Some time ago, I wondered myself if I could find a very small ball included in a set of finite perimeter (see definition for set of finite perimeter here and here). It turns out, that the answer is no, there mustn’t be any open ball included in a set of finite perimeter. My teacher gave me the following nice example.

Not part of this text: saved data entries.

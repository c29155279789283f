//! Trigger strategies.
//!
//! The strategy is chosen once, when the list is built, from a
//! [`PaginationMode`]. Both variants evaluate triggers against the same
//! [`PagingState`] and feed the same contract.

mod button;
mod scroll;

pub use button::{ButtonTrigger, LoadMoreControl};
pub use scroll::ScrollTrigger;

use crate::model::{Edge, LoadTrigger, PagingState, ScrollMetrics};
use crate::state_machine::Suppression;
use serde::{Deserialize, Serialize};
use std::fmt;
use std::str::FromStr;

/// Which strategy a list uses.
#[derive(Debug, Clone, Copy, PartialEq, Eq, Default, Serialize, Deserialize)]
#[serde(rename_all = "lowercase")]
pub enum PaginationMode {
    #[default]
    Scroll,
    Button,
}

impl fmt::Display for PaginationMode {
    fn fmt(&self, f: &mut fmt::Formatter<'_>) -> fmt::Result {
        match self {
            PaginationMode::Scroll => write!(f, "scroll"),
            PaginationMode::Button => write!(f, "button"),
        }
    }
}

impl FromStr for PaginationMode {
    type Err = String;

    fn from_str(s: &str) -> Result<Self, Self::Err> {
        match s.trim().to_lowercase().as_str() {
            "scroll" => Ok(PaginationMode::Scroll),
            "button" => Ok(PaginationMode::Button),
            other => Err(format!(
                "Unknown pagination mode '{other}', expected 'scroll' or 'button'"
            )),
        }
    }
}

#[derive(Debug, Clone)]
pub enum PaginationStrategy {
    Scroll(ScrollTrigger),
    Button(ButtonTrigger),
}

impl PaginationStrategy {
    pub fn from_mode(mode: PaginationMode) -> Self {
        match mode {
            PaginationMode::Scroll => PaginationStrategy::Scroll(ScrollTrigger::new()),
            PaginationMode::Button => PaginationStrategy::Button(ButtonTrigger::new()),
        }
    }

    pub fn mode(&self) -> PaginationMode {
        match self {
            PaginationStrategy::Scroll(_) => PaginationMode::Scroll,
            PaginationStrategy::Button(_) => PaginationMode::Button,
        }
    }

    pub fn on_mount(
        &mut self,
        state: &PagingState,
        metrics: ScrollMetrics,
    ) -> Result<LoadTrigger, Suppression> {
        match self {
            PaginationStrategy::Scroll(scroll) => scroll.evaluate_mount(state, metrics),
            PaginationStrategy::Button(_) => Err(Suppression::StrategyMismatch),
        }
    }

    pub fn on_scroll(
        &self,
        state: &PagingState,
        metrics: ScrollMetrics,
    ) -> Result<LoadTrigger, Suppression> {
        match self {
            PaginationStrategy::Scroll(scroll) => scroll.evaluate(state, metrics),
            PaginationStrategy::Button(_) => Err(Suppression::StrategyMismatch),
        }
    }

    pub fn on_activate(&self, state: &PagingState) -> Result<LoadTrigger, Suppression> {
        match self {
            PaginationStrategy::Button(button) => button.evaluate(state),
            PaginationStrategy::Scroll(_) => Err(Suppression::StrategyMismatch),
        }
    }

    pub fn loader_edge(&self, state: &PagingState) -> Option<Edge> {
        match self {
            PaginationStrategy::Scroll(scroll) => scroll.loader_edge(state),
            PaginationStrategy::Button(_) => None,
        }
    }

    pub fn control(&self, state: &PagingState) -> Option<LoadMoreControl> {
        match self {
            PaginationStrategy::Button(button) => button.control(state),
            PaginationStrategy::Scroll(_) => None,
        }
    }

    pub fn reset(&mut self) {
        if let PaginationStrategy::Scroll(scroll) = self {
            scroll.reset();
        }
    }
}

Example: Take ${ D=B(0,1)}$, the unit ball in ${ \Bbb{R}^2}$ and denote

$\displaystyle S=D\cap \mathbb{Q}^2 = (x_n)_{n \geq 0}$

. Then, we can find a sequence of positive real numbers ${(r_n)}$ such that

$\displaystyle \sum_{n=1}^\infty 2\pi r_n < \infty$

$\displaystyle \sum_{n=1}^\infty \pi r_n^2 < \pi$

Define $\displaystyle B=\bigcup_{n=1}^\infty B(x_n,r_n)$.
Then ${C=D\setminus B}$ has the desired property. Indeed, ${|C|=|D|-|B|>0}$, and ${Per_D(C)=Per_D(B)<\infty}$.

If ${C}$ would contain an open ball then that ball would intersect ${S \subset B}$, which is not possible.